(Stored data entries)
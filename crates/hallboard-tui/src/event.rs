use std::time::Duration;

use anyhow::Result;
use crossterm::event::{self, Event, KeyEvent, KeyEventKind, MouseEvent};

/// Event handler for terminal events
pub struct EventHandler {
    tick_rate: Duration,
    frame: Duration,
}

impl EventHandler {
    pub fn new(tick_rate_ms: u64) -> Self {
        Self::with_animation_fps(tick_rate_ms, 60)
    }

    /// Event handler that never waits longer than one animation frame when
    /// asked for a frame-paced poll
    pub fn with_animation_fps(tick_rate_ms: u64, fps: u32) -> Self {
        let fps = if fps == 0 { 60 } else { fps };
        Self {
            tick_rate: Duration::from_millis(tick_rate_ms.max(1)),
            frame: Duration::from_nanos(1_000_000_000 / u64::from(fps)),
        }
    }

    pub fn frame_duration(&self) -> Duration {
        self.frame
    }

    /// Poll timeout for the next event: `wait` capped at the tick rate and
    /// floored at one frame
    pub fn timeout(&self, wait: Option<Duration>) -> Duration {
        wait.map(|w| w.max(self.frame))
            .unwrap_or(self.tick_rate)
            .min(self.tick_rate)
    }

    /// Poll for the next event, waiting at most `timeout(wait)`
    pub fn next(&self, wait: Option<Duration>) -> Result<Option<AppEvent>> {
        if event::poll(self.timeout(wait))? {
            match event::read()? {
                Event::Key(key) => {
                    // Only handle key press events, ignore release events
                    // (crossterm 0.27+ sends release events on some systems)
                    if key.kind == KeyEventKind::Press {
                        Ok(Some(AppEvent::Key(key)))
                    } else {
                        Ok(None)
                    }
                }
                Event::Mouse(mouse) => Ok(Some(AppEvent::Mouse(mouse))),
                Event::Resize(w, h) => Ok(Some(AppEvent::Resize(w, h))),
                Event::FocusGained => Ok(Some(AppEvent::FocusGained)),
                Event::FocusLost => Ok(Some(AppEvent::FocusLost)),
                _ => Ok(None),
            }
        } else {
            Ok(Some(AppEvent::Tick))
        }
    }
}

/// Application events
#[derive(Debug)]
pub enum AppEvent {
    /// A key was pressed
    Key(KeyEvent),
    /// Pointer moved, clicked or scrolled
    Mouse(MouseEvent),
    /// Terminal was resized
    Resize(u16, u16),
    /// Terminal window gained focus
    FocusGained,
    /// Terminal window lost focus
    FocusLost,
    /// Nothing happened within the poll timeout
    Tick,
}

#[cfg(test)]
mod tests {
    use super::*;

    #[test]
    fn test_timeout_bounds() {
        let handler = EventHandler::with_animation_fps(250, 50);
        assert_eq!(handler.frame_duration(), Duration::from_millis(20));
        assert_eq!(handler.timeout(None), Duration::from_millis(250));
        assert_eq!(handler.timeout(Some(Duration::ZERO)), Duration::from_millis(20));
        assert_eq!(
            handler.timeout(Some(Duration::from_millis(100))),
            Duration::from_millis(100)
        );
        assert_eq!(
            handler.timeout(Some(Duration::from_secs(30))),
            Duration::from_millis(250)
        );
    }

    #[test]
    fn test_zero_fps_uses_default() {
        let handler = EventHandler::with_animation_fps(250, 0);
        assert!(handler.frame_duration() > Duration::from_millis(16));
        assert!(handler.frame_duration() < Duration::from_millis(17));
    }
}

*Problem statement*: Reply with the number of lines in the preceding entries that contain "FocusGained", and no other words.

*Output for this exercise*: 2